***** Dataset records *****

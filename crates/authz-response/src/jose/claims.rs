//! Claim sets for JWT payloads.
//!
//! The claim order is fixed so that identical input always produces an
//! identical payload:
//!
//! 1. `iss`, when an issuer is configured
//! 2. `exp`
//! 3. the remaining response parameters in ascending name order, blank ones
//!    omitted
//! 4. the additional claims object, under its own key

use std::time::Duration;

use base64::{Engine, engine::general_purpose::URL_SAFE_NO_PAD};
use serde::ser::{Serialize, SerializeMap, Serializer};
use serde_json::Value;
use sha2::{Digest, Sha256, Sha384, Sha512};
use time::OffsetDateTime;

use super::algorithm::SignatureAlgorithm;
use crate::ResponseResult;
use crate::error::ResponseError;
use crate::params::{ParameterCollection, encode_component, names};

/// An ordered JSON claim set.
///
/// Serializes as a JSON object whose members appear in insertion order.
#[derive(Debug, Clone, Default, PartialEq)]
pub struct ClaimSet {
    claims: Vec<(String, Value)>,
}

impl ClaimSet {
    /// Creates an empty claim set.
    #[must_use]
    pub fn new() -> Self {
        Self::default()
    }

    /// Inserts a claim. An existing claim with the same name keeps its
    /// position and takes the new value.
    pub fn insert(&mut self, name: impl Into<String>, value: impl Into<Value>) {
        let name = name.into();
        let value = value.into();
        match self.claims.iter_mut().find(|(n, _)| *n == name) {
            Some(slot) => slot.1 = value,
            None => self.claims.push((name, value)),
        }
    }

    /// Inserts any serializable value as a claim.
    ///
    /// A value that cannot be represented as JSON is logged and skipped; the
    /// rest of the claim set is unaffected.
    pub fn insert_serializable<T: Serialize + ?Sized>(&mut self, name: &str, value: &T) {
        match serde_json::to_value(value) {
            Ok(value) => self.insert(name, value),
            Err(e) => {
                tracing::warn!(claim = %name, error = %e, "Omitting claim that cannot be encoded");
            }
        }
    }

    /// Returns a claim value.
    #[must_use]
    pub fn get(&self, name: &str) -> Option<&Value> {
        self.claims.iter().find(|(n, _)| n == name).map(|(_, v)| v)
    }

    /// Returns the claim names in order.
    pub fn names(&self) -> impl Iterator<Item = &str> {
        self.claims.iter().map(|(n, _)| n.as_str())
    }

    /// Returns the number of claims.
    #[must_use]
    pub fn len(&self) -> usize {
        self.claims.len()
    }

    /// Returns `true` if there are no claims.
    #[must_use]
    pub fn is_empty(&self) -> bool {
        self.claims.is_empty()
    }

    /// Serializes the claim set to its canonical JSON payload.
    ///
    /// # Errors
    /// Returns an error if serialization fails.
    pub fn to_json(&self) -> ResponseResult<String> {
        serde_json::to_string(self).map_err(|e| ResponseError::serialization(e.to_string()))
    }
}

impl Serialize for ClaimSet {
    fn serialize<S: Serializer>(&self, serializer: S) -> Result<S::Ok, S::Error> {
        let mut map = serializer.serialize_map(Some(self.claims.len()))?;
        for (name, value) in &self.claims {
            map.serialize_entry(name, value)?;
        }
        map.end()
    }
}

/// Turns response parameters into a [`ClaimSet`].
#[derive(Debug, Clone)]
pub struct ClaimsAssembler {
    issuer: Option<String>,
    lifetime: Duration,
    now: Option<OffsetDateTime>,
    expires_at: Option<i64>,
    additional_claims: Option<(String, Value)>,
}

impl ClaimsAssembler {
    /// Creates an assembler that computes `exp` as now plus `lifetime`.
    #[must_use]
    pub fn new(lifetime: Duration) -> Self {
        Self {
            issuer: None,
            lifetime,
            now: None,
            expires_at: None,
            additional_claims: None,
        }
    }

    /// Sets the issuer emitted as `iss`.
    #[must_use]
    pub fn issuer(mut self, issuer: Option<impl Into<String>>) -> Self {
        self.issuer = issuer.map(Into::into);
        self
    }

    /// Fixes the clock used for `exp`.
    #[must_use]
    pub fn at(mut self, now: OffsetDateTime) -> Self {
        self.now = Some(now);
        self
    }

    /// Sets an absolute `exp` (unix seconds) instead of now plus the lifetime.
    #[must_use]
    pub fn expires_at(mut self, exp: Option<i64>) -> Self {
        self.expires_at = exp;
        self
    }

    /// Sets an opaque claims object emitted last under `key`.
    #[must_use]
    pub fn additional_claims(mut self, key: impl Into<String>, claims: Value) -> Self {
        self.additional_claims = Some((key.into(), claims));
        self
    }

    /// Returns the `exp` value for a build.
    ///
    /// An absolute expiry wins; otherwise `exp` is now plus the lifetime.
    /// `expires_in` is a relative token lifetime and never feeds `exp`.
    #[must_use]
    pub fn expiration(&self) -> i64 {
        if let Some(exp) = self.expires_at {
            return exp;
        }

        let now = self.now.unwrap_or_else(OffsetDateTime::now_utc);
        let lifetime = i64::try_from(self.lifetime.as_secs()).unwrap_or(i64::MAX);
        now.unix_timestamp().saturating_add(lifetime)
    }

    /// Assembles the claim set.
    #[must_use]
    pub fn assemble(&self, params: &ParameterCollection) -> ClaimSet {
        let mut claims = ClaimSet::new();

        if let Some(issuer) = &self.issuer {
            claims.insert(names::ISS, issuer.as_str());
        }
        claims.insert(names::EXP, self.expiration());

        for (name, value) in params.iter() {
            if name == names::EXP || (name == names::ISS && self.issuer.is_some()) {
                continue;
            }
            let Some(value) = value.filter(|v| !v.trim().is_empty()) else {
                continue;
            };
            if name == names::TARGET_LINK_URI {
                claims.insert(name, encode_component(value));
            } else {
                claims.insert(name, value);
            }
        }

        if let Some((key, value)) = &self.additional_claims {
            claims.insert(key.as_str(), value.clone());
        }

        claims
    }
}

/// Computes an `at_hash` / `c_hash` value for a token.
///
/// The token's ASCII bytes are hashed with the SHA-2 variant matching the
/// signature algorithm; the left-most half of the digest is base64url
/// encoded without padding.
#[must_use]
pub fn token_hash(token: &str, algorithm: SignatureAlgorithm) -> String {
    let digest = match algorithm.digest_bits() {
        256 => Sha256::digest(token.as_bytes()).to_vec(),
        384 => Sha384::digest(token.as_bytes()).to_vec(),
        _ => Sha512::digest(token.as_bytes()).to_vec(),
    };
    URL_SAFE_NO_PAD.encode(&digest[..digest.len() / 2])
}

#[cfg(test)]
mod tests {
    use super::*;
    use serde_json::json;

    fn fixed_now() -> OffsetDateTime {
        OffsetDateTime::from_unix_timestamp(1_700_000_000).unwrap()
    }

    #[test]
    fn test_claim_order() {
        let mut params = ParameterCollection::new();
        params.set(names::STATE, "af0ifjsldkj");
        params.set(names::CODE, "SplxlOBeZQQYbYS6WxSbIA");

        let claims = ClaimsAssembler::new(Duration::from_secs(600))
            .issuer(Some("https://as.example.com"))
            .at(fixed_now())
            .additional_claims("additional_claims", json!({"tenant": "acme"}))
            .assemble(&params);

        assert_eq!(
            claims.names().collect::<Vec<_>>(),
            vec!["iss", "exp", "code", "state", "additional_claims"]
        );
        assert_eq!(
            claims.to_json().unwrap(),
            r#"{"iss":"https://as.example.com","exp":1700000600,"code":"SplxlOBeZQQYbYS6WxSbIA","state":"af0ifjsldkj","additional_claims":{"tenant":"acme"}}"#
        );
    }

    #[test]
    fn test_blank_parameters_are_omitted() {
        let mut params = ParameterCollection::new();
        params.set(names::CODE, "abc");
        params.set(names::SCOPE, "   ");
        params.set_absent(names::STATE);

        let claims = ClaimsAssembler::new(Duration::from_secs(60))
            .at(fixed_now())
            .assemble(&params);

        assert!(claims.get(names::SCOPE).is_none());
        assert!(claims.get(names::STATE).is_none());
        assert!(claims.get(names::ISS).is_none());
        assert_eq!(claims.len(), 2);
    }

    #[test]
    fn test_expires_in_does_not_set_exp() {
        let mut params = ParameterCollection::new();
        params.set(names::EXPIRES_IN, "3600");

        let claims = ClaimsAssembler::new(Duration::from_secs(60))
            .at(fixed_now())
            .assemble(&params);

        assert_eq!(claims.get(names::EXP), Some(&json!(1_700_000_060)));
        assert_eq!(claims.get(names::EXPIRES_IN), Some(&json!("3600")));
    }

    #[test]
    fn test_absolute_expiry_overrides_lifetime() {
        let claims = ClaimsAssembler::new(Duration::from_secs(60))
            .at(fixed_now())
            .expires_at(Some(1_800_000_000))
            .assemble(&ParameterCollection::new());

        assert_eq!(claims.get(names::EXP), Some(&json!(1_800_000_000)));
    }

    #[test]
    fn test_default_expiry_is_in_the_future() {
        let mut params = ParameterCollection::new();
        params.set(names::EXPIRES_IN, "3600");

        let claims = ClaimsAssembler::new(Duration::from_secs(600)).assemble(&params);
        let exp = claims.get(names::EXP).and_then(Value::as_i64).unwrap();
        assert!(exp > OffsetDateTime::now_utc().unix_timestamp());
    }

    #[test]
    fn test_issuer_overrides_iss_parameter() {
        let mut params = ParameterCollection::new();
        params.set(names::ISS, "https://spoofed.example.com");

        let claims = ClaimsAssembler::new(Duration::from_secs(60))
            .issuer(Some("https://as.example.com"))
            .at(fixed_now())
            .assemble(&params);

        assert_eq!(claims.get(names::ISS), Some(&json!("https://as.example.com")));
        assert_eq!(claims.len(), 2);
    }

    #[test]
    fn test_target_link_uri_is_percent_encoded() {
        let mut params = ParameterCollection::new();
        params.set(names::TARGET_LINK_URI, "https://rp.example.com/cb?x=1");

        let claims = ClaimsAssembler::new(Duration::from_secs(60))
            .at(fixed_now())
            .assemble(&params);

        assert_eq!(
            claims.get(names::TARGET_LINK_URI),
            Some(&json!("https%3A%2F%2Frp.example.com%2Fcb%3Fx%3D1"))
        );
    }

    #[test]
    fn test_insert_keeps_position() {
        let mut claims = ClaimSet::new();
        claims.insert("a", 1);
        claims.insert("b", 2);
        claims.insert("a", 3);
        assert_eq!(claims.to_json().unwrap(), r#"{"a":3,"b":2}"#);
    }

    #[test]
    fn test_unencodable_claim_is_skipped() {
        use std::collections::HashMap;

        // JSON object keys must be strings.
        let mut bad = HashMap::new();
        bad.insert((1, 2), "value");

        let mut claims = ClaimSet::new();
        claims.insert("before", "x");
        claims.insert_serializable("bad", &bad);
        claims.insert_serializable("after", &vec!["y"]);

        assert_eq!(claims.to_json().unwrap(), r#"{"before":"x","after":["y"]}"#);
    }

    #[test]
    fn test_token_hash() {
        // OpenID Connect Core, appendix A.3 example values.
        assert_eq!(
            token_hash("jHkWEdUXMU1BwAsC4vtUsZwnNvTIxEl0z9K3vx5KF0Y", SignatureAlgorithm::RS256),
            "77QmUPtjPfzWtF2AnpK9RQ"
        );
        assert_eq!(token_hash("abc", SignatureAlgorithm::ES384).len(), 32);
        assert_eq!(token_hash("abc", SignatureAlgorithm::HS512).len(), 43);
    }
}
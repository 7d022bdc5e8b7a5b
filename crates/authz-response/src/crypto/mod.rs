//! Cryptographic capability boundary.
//!
//! The response pipeline never touches private key material directly. It asks
//! a [`CryptoCapability`] to sign a JWS signing input and to resolve recipient
//! public keys for JWE key transport. Implementations may be an in-memory
//! keystore ([`SoftwareCryptoProvider`]), an HSM or a remote signer; they may
//! block on I/O and are shared between concurrent builds as
//! `Arc<dyn CryptoCapability>`.

pub mod software;

use rsa::RsaPublicKey;

use crate::jose::algorithm::SignatureAlgorithm;
use crate::jose::jwks::Jwks;

pub use software::{SigningKeyPair, SoftwareCryptoProvider};

/// Errors reported by a crypto provider.
#[derive(Debug, thiserror::Error)]
pub enum CryptoError {
    /// No key with the requested key ID is available.
    #[error("Key not found: {kid}")]
    KeyNotFound {
        /// The requested key ID.
        kid: String,
    },

    /// The provider holds no key usable with the requested algorithm.
    #[error("No signing key available for {algorithm}")]
    NoKeyForAlgorithm {
        /// The requested algorithm.
        algorithm: SignatureAlgorithm,
    },

    /// A symmetric algorithm was requested without a shared secret.
    #[error("Shared secret required for {algorithm}")]
    MissingSharedSecret {
        /// The requested algorithm.
        algorithm: SignatureAlgorithm,
    },

    /// Key material is malformed or does not match the algorithm.
    #[error("Invalid key: {message}")]
    InvalidKey {
        /// Description of the problem.
        message: String,
    },

    /// The signing operation itself failed.
    #[error("Signing failed: {message}")]
    SigningFailed {
        /// Description of the failure.
        message: String,
    },

    /// Key pair generation failed.
    #[error("Key generation failed: {message}")]
    KeyGenerationFailed {
        /// Description of the failure.
        message: String,
    },
}

impl CryptoError {
    /// Creates a new `KeyNotFound` error.
    #[must_use]
    pub fn key_not_found(kid: impl Into<String>) -> Self {
        Self::KeyNotFound { kid: kid.into() }
    }

    /// Creates a new `NoKeyForAlgorithm` error.
    #[must_use]
    pub fn no_key_for_algorithm(algorithm: SignatureAlgorithm) -> Self {
        Self::NoKeyForAlgorithm { algorithm }
    }

    /// Creates a new `MissingSharedSecret` error.
    #[must_use]
    pub fn missing_shared_secret(algorithm: SignatureAlgorithm) -> Self {
        Self::MissingSharedSecret { algorithm }
    }

    /// Creates a new `InvalidKey` error.
    #[must_use]
    pub fn invalid_key(message: impl Into<String>) -> Self {
        Self::InvalidKey {
            message: message.into(),
        }
    }

    /// Creates a new `SigningFailed` error.
    #[must_use]
    pub fn signing_failed(message: impl Into<String>) -> Self {
        Self::SigningFailed {
            message: message.into(),
        }
    }

    /// Creates a new `KeyGenerationFailed` error.
    #[must_use]
    pub fn key_generation_failed(message: impl Into<String>) -> Self {
        Self::KeyGenerationFailed {
            message: message.into(),
        }
    }

    /// Returns `true` if the error is about missing or unusable key material.
    #[must_use]
    pub fn is_key_error(&self) -> bool {
        matches!(
            self,
            Self::KeyNotFound { .. }
                | Self::NoKeyForAlgorithm { .. }
                | Self::MissingSharedSecret { .. }
                | Self::InvalidKey { .. }
        )
    }
}

impl From<jsonwebtoken::errors::Error> for CryptoError {
    fn from(err: jsonwebtoken::errors::Error) -> Self {
        use jsonwebtoken::errors::ErrorKind;

        match err.kind() {
            ErrorKind::InvalidKeyFormat | ErrorKind::InvalidRsaKey(_) | ErrorKind::InvalidEcdsaKey => {
                Self::invalid_key(err.to_string())
            }
            _ => Self::signing_failed(err.to_string()),
        }
    }
}

/// A public key usable as a JWE key transport recipient.
#[derive(Debug, Clone, PartialEq, Eq)]
pub enum PublicKey {
    /// An RSA public key (RSA1_5, RSA-OAEP, RSA-OAEP-256).
    Rsa(RsaPublicKey),
}

impl PublicKey {
    /// Returns the JWK key type of this key.
    #[must_use]
    pub fn key_type(&self) -> &'static str {
        match self {
            Self::Rsa(_) => "RSA",
        }
    }
}

/// Signing and key resolution capability consumed by the pipeline.
pub trait CryptoCapability: Send + Sync {
    /// Signs a JWS signing input and returns the base64url-encoded signature.
    ///
    /// `key_id` selects a private key for asymmetric algorithms; when absent
    /// the provider uses its default key for `algorithm`. `shared_secret` is
    /// required for the HMAC family.
    fn sign(
        &self,
        signing_input: &[u8],
        key_id: Option<&str>,
        shared_secret: Option<&str>,
        algorithm: SignatureAlgorithm,
    ) -> Result<String, CryptoError>;

    /// Resolves a recipient public key by key ID.
    ///
    /// Returns `Ok(None)` when no matching key exists. Callers treat that as
    /// a soft failure.
    fn resolve_public_key(
        &self,
        key_id: &str,
        jwks: Option<&Jwks>,
    ) -> Result<Option<PublicKey>, CryptoError>;
}
//! Response construction configuration.

use serde::{Deserialize, Serialize};
use std::time::Duration;

use crate::jose::algorithm::SignatureAlgorithm;

/// Configuration for authorization responses and assertions.
///
/// # Example (TOML)
///
/// ```toml
/// [response]
/// issuer = "https://as.example.com"
/// response_lifetime = "10m"
/// default_signature_algorithm = "RS256"
/// ```
#[derive(Debug, Clone, PartialEq, Eq, Deserialize, Serialize)]
#[serde(default)]
pub struct ResponseConfig {
    /// Authorization server issuer, emitted as the `iss` claim.
    pub issuer: Option<String>,

    /// Lifetime of a JWT response, used for `exp` when no absolute
    /// expiry is supplied.
    #[serde(with = "humantime_serde")]
    pub response_lifetime: Duration,

    /// Algorithm used to sign JWT response modes when the client registered
    /// no signing preference.
    pub default_signature_algorithm: SignatureAlgorithm,
}

impl Default for ResponseConfig {
    fn default() -> Self {
        Self {
            issuer: None,
            response_lifetime: Duration::from_secs(600),
            default_signature_algorithm: SignatureAlgorithm::RS256,
        }
    }
}

/// Configuration validation errors.
#[derive(Debug, Clone, thiserror::Error)]
pub enum ConfigError {
    /// An invalid configuration value was provided.
    #[error("Invalid configuration value: {0}")]
    InvalidValue(String),

    /// A required configuration value is missing.
    #[error("Missing required configuration: {0}")]
    Missing(String),
}

impl ResponseConfig {
    /// Validates the configuration.
    ///
    /// # Errors
    ///
    /// Returns `ConfigError::InvalidValue` if:
    /// - The issuer is present but blank
    /// - The response lifetime is zero
    /// - The default signature algorithm needs a shared secret
    pub fn validate(&self) -> Result<(), ConfigError> {
        if self.issuer.as_deref().is_some_and(|i| i.trim().is_empty()) {
            return Err(ConfigError::InvalidValue(
                "issuer cannot be blank".to_string(),
            ));
        }

        if self.response_lifetime.is_zero() {
            return Err(ConfigError::InvalidValue(
                "response_lifetime must be greater than zero".to_string(),
            ));
        }

        // A server-wide default has no client secret to sign with.
        if self.default_signature_algorithm.is_symmetric() {
            return Err(ConfigError::InvalidValue(format!(
                "default signature algorithm {} requires a shared secret",
                self.default_signature_algorithm
            )));
        }

        Ok(())
    }

    /// Returns the issuer, failing if none is configured.
    ///
    /// # Errors
    /// Returns `ConfigError::Missing` when no issuer is set.
    pub fn require_issuer(&self) -> Result<&str, ConfigError> {
        self.issuer
            .as_deref()
            .ok_or_else(|| ConfigError::Missing("issuer".to_string()))
    }
}

#[cfg(test)]
mod tests {
    use super::*;

    #[test]
    fn test_default_config_validates() {
        let config = ResponseConfig::default();
        assert!(config.validate().is_ok());
        assert_eq!(config.response_lifetime, Duration::from_secs(600));
        assert_eq!(config.default_signature_algorithm, SignatureAlgorithm::RS256);
    }

    #[test]
    fn test_blank_issuer_fails_validation() {
        let config = ResponseConfig {
            issuer: Some("  ".to_string()),
            ..Default::default()
        };
        let err = config.validate().unwrap_err();
        assert!(matches!(err, ConfigError::InvalidValue(_)));
        assert!(err.to_string().contains("issuer"));
    }

    #[test]
    fn test_zero_lifetime_fails_validation() {
        let config = ResponseConfig {
            response_lifetime: Duration::ZERO,
            ..Default::default()
        };
        assert!(config.validate().is_err());
    }

    #[test]
    fn test_symmetric_default_algorithm_fails_validation() {
        let config = ResponseConfig {
            default_signature_algorithm: SignatureAlgorithm::HS256,
            ..Default::default()
        };
        let err = config.validate().unwrap_err();
        assert!(err.to_string().contains("HS256"));
    }

    #[test]
    fn test_require_issuer() {
        let err = ResponseConfig::default().require_issuer().unwrap_err();
        assert_eq!(err.to_string(), "Missing required configuration: issuer");

        let config = ResponseConfig {
            issuer: Some("https://as.example.com".to_string()),
            ..Default::default()
        };
        assert_eq!(config.require_issuer().unwrap(), "https://as.example.com");
    }

    #[test]
    fn test_deserialize_humantime() {
        let config: ResponseConfig = serde_json::from_str(
            r#"{"issuer":"https://as.example.com","response_lifetime":"5m","default_signature_algorithm":"ES384"}"#,
        )
        .unwrap();
        assert_eq!(config.response_lifetime, Duration::from_secs(300));
        assert_eq!(config.default_signature_algorithm, SignatureAlgorithm::ES384);
        assert!(config.validate().is_ok());

        let empty: ResponseConfig = serde_json::from_str("{}").unwrap();
        assert_eq!(empty, ResponseConfig::default());
    }
}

*****

## Prompt:
Beginning at the first line of the data above, retype each line until you reach the line containing "use crate::error::ResponseError;", and include that one too. Add nothing else.

## Answer to the problem:
filename crates/authz-response/src/jose/claims.rs
//! Claim sets for JWT payloads.
//!
//! The claim order is fixed so that identical input always produces an
//! identical payload:
//!
//! 1. `iss`, when an issuer is configured
//! 2. `exp`
//! 3. the remaining response parameters in ascending name order, blank ones
//!    omitted
//! 4. the additional claims object, under its own key

use std::time::Duration;

use base64::{Engine, engine::general_purpose::URL_SAFE_NO_PAD};
use serde::ser::{Serialize, SerializeMap, Serializer};
use serde_json::Value;
use sha2::{Digest, Sha256, Sha384, Sha512};
use time::OffsetDateTime;

use super::algorithm::SignatureAlgorithm;
use crate::ResponseResult;
use crate::error::ResponseError;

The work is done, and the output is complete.